Eleven if you include the bomber herself, and the moulting grey canine. Four died oblivious, their minds combusted, but six had considered their own mortality that very day, of whom four had prayed and two toyed, for reasons unknown, with the idea of self-immolation. The stats of divine vengeance were: three Catholic, three Agnostic and three Muslim. There was one Other, Miss X, and the Alsatian.

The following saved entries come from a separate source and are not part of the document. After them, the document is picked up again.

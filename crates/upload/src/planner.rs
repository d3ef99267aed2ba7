//! Splits a declared file size into ordered, size-bounded chunks.

use dropgate_protocol::Config;
use dropgate_protocol::constants::MAX_CHUNK_COUNT;

use crate::UploadError;

/// The negotiated chunk layout for one upload.
#[derive(Debug, Clone, Copy, PartialEq, Eq)]
pub struct ChunkPlan {
    pub total_size: u64,
    pub chunk_size: u64,
    pub chunk_count: u32,
}

impl ChunkPlan {
    /// Expected byte length of the chunk at `index`.
    ///
    /// Every chunk is `chunk_size` long except possibly the last.
    pub fn chunk_len(&self, index: u32) -> u64 {
        if index + 1 == self.chunk_count {
            self.total_size - u64::from(self.chunk_count - 1) * self.chunk_size
        } else {
            self.chunk_size
        }
    }
}

/// Computes the chunk plan for `total_size` bytes.
///
/// A client hint within `[min_chunk_size, max_chunk_size]` is used as-is;
/// otherwise the largest allowed chunk size is chosen, which keeps the
/// chunk count minimal and below [`MAX_CHUNK_COUNT`].
pub fn plan_chunks(
    total_size: u64,
    hint: Option<u64>,
    config: &Config,
) -> Result<ChunkPlan, UploadError> {
    if total_size == 0 || total_size > config.max_file_size {
        return Err(UploadError::InvalidSize(total_size));
    }

    let chunk_size = match hint {
        Some(h) if h >= config.min_chunk_size && h <= config.max_chunk_size => h,
        _ => config.max_chunk_size,
    };

    let chunk_count = total_size.div_ceil(chunk_size);
    if chunk_count > u64::from(MAX_CHUNK_COUNT) {
        return Err(UploadError::InvalidSize(total_size));
    }

    Ok(ChunkPlan {
        total_size,
        chunk_size,
        chunk_count: chunk_count as u32,
    })
}

#[cfg(test)]
mod tests {
    use super::*;

    const MIB: u64 = 1_048_576;

    fn config() -> Config {
        Config::default()
    }

    #[test]
    fn twelve_mib_with_five_mib_hint() {
        let plan = plan_chunks(12 * MIB, Some(5 * MIB), &config()).unwrap();
        assert_eq!(plan.chunk_size, 5_242_880);
        assert_eq!(plan.chunk_count, 3);
        assert_eq!(plan.chunk_len(0), 5 * MIB);
        assert_eq!(plan.chunk_len(1), 5 * MIB);
        assert_eq!(plan.chunk_len(2), 2 * MIB);
    }

    #[test]
    fn chunk_lengths_sum_to_total() {
        for total in [1, MIB - 1, MIB, 3 * MIB + 17, 12 * MIB] {
            let plan = plan_chunks(total, Some(MIB), &config()).unwrap();
            let sum: u64 = (0..plan.chunk_count).map(|i| plan.chunk_len(i)).sum();
            assert_eq!(sum, total, "total {total}");
        }
    }

    #[test]
    fn rejects_zero_size() {
        assert!(matches!(
            plan_chunks(0, None, &config()),
            Err(UploadError::InvalidSize(0))
        ));
    }

    #[test]
    fn rejects_oversized_file() {
        let config = config();
        let too_big = config.max_file_size + 1;
        assert!(matches!(
            plan_chunks(too_big, None, &config),
            Err(UploadError::InvalidSize(_))
        ));
    }

    #[test]
    fn max_file_size_is_accepted() {
        let config = config();
        let plan = plan_chunks(config.max_file_size, None, &config).unwrap();
        assert_eq!(plan.chunk_size, config.max_chunk_size);
        assert_eq!(
            u64::from(plan.chunk_count),
            config.max_file_size.div_ceil(config.max_chunk_size)
        );
    }

    #[test]
    fn out_of_bounds_hint_falls_back_to_max() {
        let config = config();
        // Too small.
        let plan = plan_chunks(10 * MIB, Some(1024), &config).unwrap();
        assert_eq!(plan.chunk_size, config.max_chunk_size);
        // Too large.
        let plan = plan_chunks(10 * MIB, Some(64 * MIB), &config).unwrap();
        assert_eq!(plan.chunk_size, config.max_chunk_size);
    }

    #[test]
    fn tiny_file_is_a_single_chunk() {
        let plan = plan_chunks(1, None, &config()).unwrap();
        assert_eq!(plan.chunk_count, 1);
        assert_eq!(plan.chunk_len(0), 1);
    }

    #[test]
    fn rejects_plans_beyond_chunk_ceiling() {
        // A permissive config that would need more than MAX_CHUNK_COUNT
        // chunks at the minimum chunk size.
        let config = Config {
            max_file_size: u64::from(MAX_CHUNK_COUNT) * 8 + 1,
            min_chunk_size: 1,
            max_chunk_size: 8,
            ..Config::default()
        };
        assert!(matches!(
            plan_chunks(config.max_file_size, Some(8), &config),
            Err(UploadError::InvalidSize(_))
        ));
    }
}
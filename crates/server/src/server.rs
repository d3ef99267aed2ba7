//! Server lifecycle: bind, serve, background sweep, graceful shutdown.

use std::net::SocketAddr;
use std::sync::{Arc, Mutex};

use tokio::net::TcpListener;
use tokio_util::sync::CancellationToken;

use crate::state::AppState;
use crate::{ServerError, router};

/// The ingestion HTTP server.
pub struct Server {
    state: AppState,
    cancel: CancellationToken,
    local_addr: Mutex<Option<SocketAddr>>,
}

impl Server {
    pub fn new(state: AppState) -> Arc<Self> {
        Arc::new(Self {
            state,
            cancel: CancellationToken::new(),
            local_addr: Mutex::new(None),
        })
    }

    /// Returns the bound address. Only available after [`run`](Self::run)
    /// binds the socket.
    pub fn local_addr(&self) -> Option<SocketAddr> {
        *self.local_addr.lock().unwrap()
    }

    /// Gracefully shuts down the server: the accept loop stops, the sweep
    /// task ends, and every live event stream is torn down.
    pub fn shutdown(&self) {
        self.cancel.cancel();
    }

    /// Binds `addr` and serves until cancellation.
    pub async fn run(self: &Arc<Self>, addr: SocketAddr) -> Result<(), ServerError> {
        let listener = TcpListener::bind(addr).await?;
        let local_addr = listener.local_addr()?;
        *self.local_addr.lock().unwrap() = Some(local_addr);
        tracing::info!("listening on {local_addr}");

        let sweep = tokio::spawn(sweep_task(
            Arc::clone(&self.state.manager),
            self.state.config.sweep_interval,
            self.cancel.clone(),
        ));

        // Close live subscriptions on cancellation so in-flight SSE
        // streams end and graceful shutdown can complete.
        let bus = Arc::clone(&self.state.bus);
        let cancel = self.cancel.clone();
        tokio::spawn(async move {
            cancel.cancelled().await;
            bus.close();
        });

        let app = router(self.state.clone());
        let cancel = self.cancel.clone();
        axum::serve(listener, app)
            .with_graceful_shutdown(async move { cancel.cancelled().await })
            .await?;

        let _ = sweep.await;
        tracing::info!("server stopped");
        Ok(())
    }
}

/// Periodic expiry sweep. The only caller of
/// [`UploadManager::expire_stale`], on a fixed interval, until cancelled.
pub async fn sweep_task(
    manager: Arc<dropgate_upload::UploadManager>,
    interval: std::time::Duration,
    cancel: CancellationToken,
) {
    let mut ticker = tokio::time::interval(interval);
    // The first tick fires immediately; skip it so a fresh process does
    // not sweep before anything can exist.
    ticker.tick().await;
    loop {
        tokio::select! {
            _ = cancel.cancelled() => break,
            _ = ticker.tick() => {
                let expired = manager.expire_stale().await;
                if expired > 0 {
                    tracing::info!(expired, "expiry sweep");
                }
            }
        }
    }
}
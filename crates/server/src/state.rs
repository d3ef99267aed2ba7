use std::sync::Arc;

use dropgate_events::EventBus;
use dropgate_protocol::Config;
use dropgate_upload::{RecordStore, UploadManager};

/// Shared application state handed to every handler.
///
/// All components are constructed once at process start and passed by
/// reference; nothing here is a global.
#[derive(Clone)]
pub struct AppState {
    pub config: Config,
    pub manager: Arc<UploadManager>,
    pub records: Arc<dyn RecordStore>,
    pub bus: Arc<EventBus>,
}
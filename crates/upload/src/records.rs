//! The external record store, seen through the narrow interface the
//! ingestion core actually needs: quota, stream membership, and
//! FileRecord persistence.

use std::collections::{HashMap, HashSet};
use std::sync::Mutex;

use async_trait::async_trait;

use dropgate_protocol::FileRecord;

/// Workspace metadata operations consumed by the upload engine and the
/// stream endpoint. The real implementation lives outside this core.
#[async_trait]
pub trait RecordStore: Send + Sync {
    /// Remaining storage quota for the workspace in bytes;
    /// `None` means unlimited.
    async fn remaining_quota(&self, workspace_id: &str) -> Option<u64>;

    /// Whether `actor_id` may touch `workspace_id` (upload into it,
    /// subscribe to its event stream).
    async fn is_member(&self, actor_id: &str, workspace_id: &str) -> bool;

    /// Persists a finished file. Called exactly once per successful
    /// assembly.
    async fn insert_file(&self, record: FileRecord);

    /// Looks up a finished file by id.
    async fn file(&self, file_id: &str) -> Option<FileRecord>;
}

/// Reference implementation backed by process memory.
///
/// Membership is open per workspace until members are registered for it;
/// quotas are absent until set. Keeps single-process deployments and
/// tests free of external services.
#[derive(Default)]
pub struct InMemoryRecordStore {
    inner: Mutex<RecordsInner>,
}

#[derive(Default)]
struct RecordsInner {
    files: HashMap<String, FileRecord>,
    quotas: HashMap<String, u64>,
    used: HashMap<String, u64>,
    members: HashMap<String, HashSet<String>>,
}

impl InMemoryRecordStore {
    pub fn new() -> Self {
        Self::default()
    }

    /// Sets the storage quota for a workspace, in bytes.
    pub fn set_quota(&self, workspace_id: &str, bytes: u64) {
        self.inner
            .lock()
            .unwrap()
            .quotas
            .insert(workspace_id.into(), bytes);
    }

    /// Registers a member; once a workspace has any registered member,
    /// membership checks become closed for it.
    pub fn add_member(&self, actor_id: &str, workspace_id: &str) {
        self.inner
            .lock()
            .unwrap()
            .members
            .entry(workspace_id.into())
            .or_default()
            .insert(actor_id.into());
    }

    pub fn file_count(&self) -> usize {
        self.inner.lock().unwrap().files.len()
    }
}

#[async_trait]
impl RecordStore for InMemoryRecordStore {
    async fn remaining_quota(&self, workspace_id: &str) -> Option<u64> {
        let inner = self.inner.lock().unwrap();
        let quota = *inner.quotas.get(workspace_id)?;
        let used = inner.used.get(workspace_id).copied().unwrap_or(0);
        Some(quota.saturating_sub(used))
    }

    async fn is_member(&self, actor_id: &str, workspace_id: &str) -> bool {
        let inner = self.inner.lock().unwrap();
        match inner.members.get(workspace_id) {
            Some(members) => members.contains(actor_id),
            None => true,
        }
    }

    async fn insert_file(&self, record: FileRecord) {
        let mut inner = self.inner.lock().unwrap();
        *inner.used.entry(record.workspace_id.clone()).or_insert(0) += record.total_size;
        inner.files.insert(record.id.clone(), record);
    }

    async fn file(&self, file_id: &str) -> Option<FileRecord> {
        self.inner.lock().unwrap().files.get(file_id).cloned()
    }
}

Three were stood on the platform, five were running late and the dog was asleep with the tramp, Mr Z, when fire stopped the clock. 14:26 was the official time of death but two watches were slow and three fast. Two were drenched in coats and five in suits, although the rain had long since given way to sunshine. Five were still carrying umbrellas, which maimed them. Half of the victims hailed from the soil and half the concrete. Spores of fear crackled in the air, electrifying all fifty-six witnesses, the majority of whom sustained serious injury, and echoed the explosion with fearsome cries. Most were traumatized, even those who had been caught daydreaming.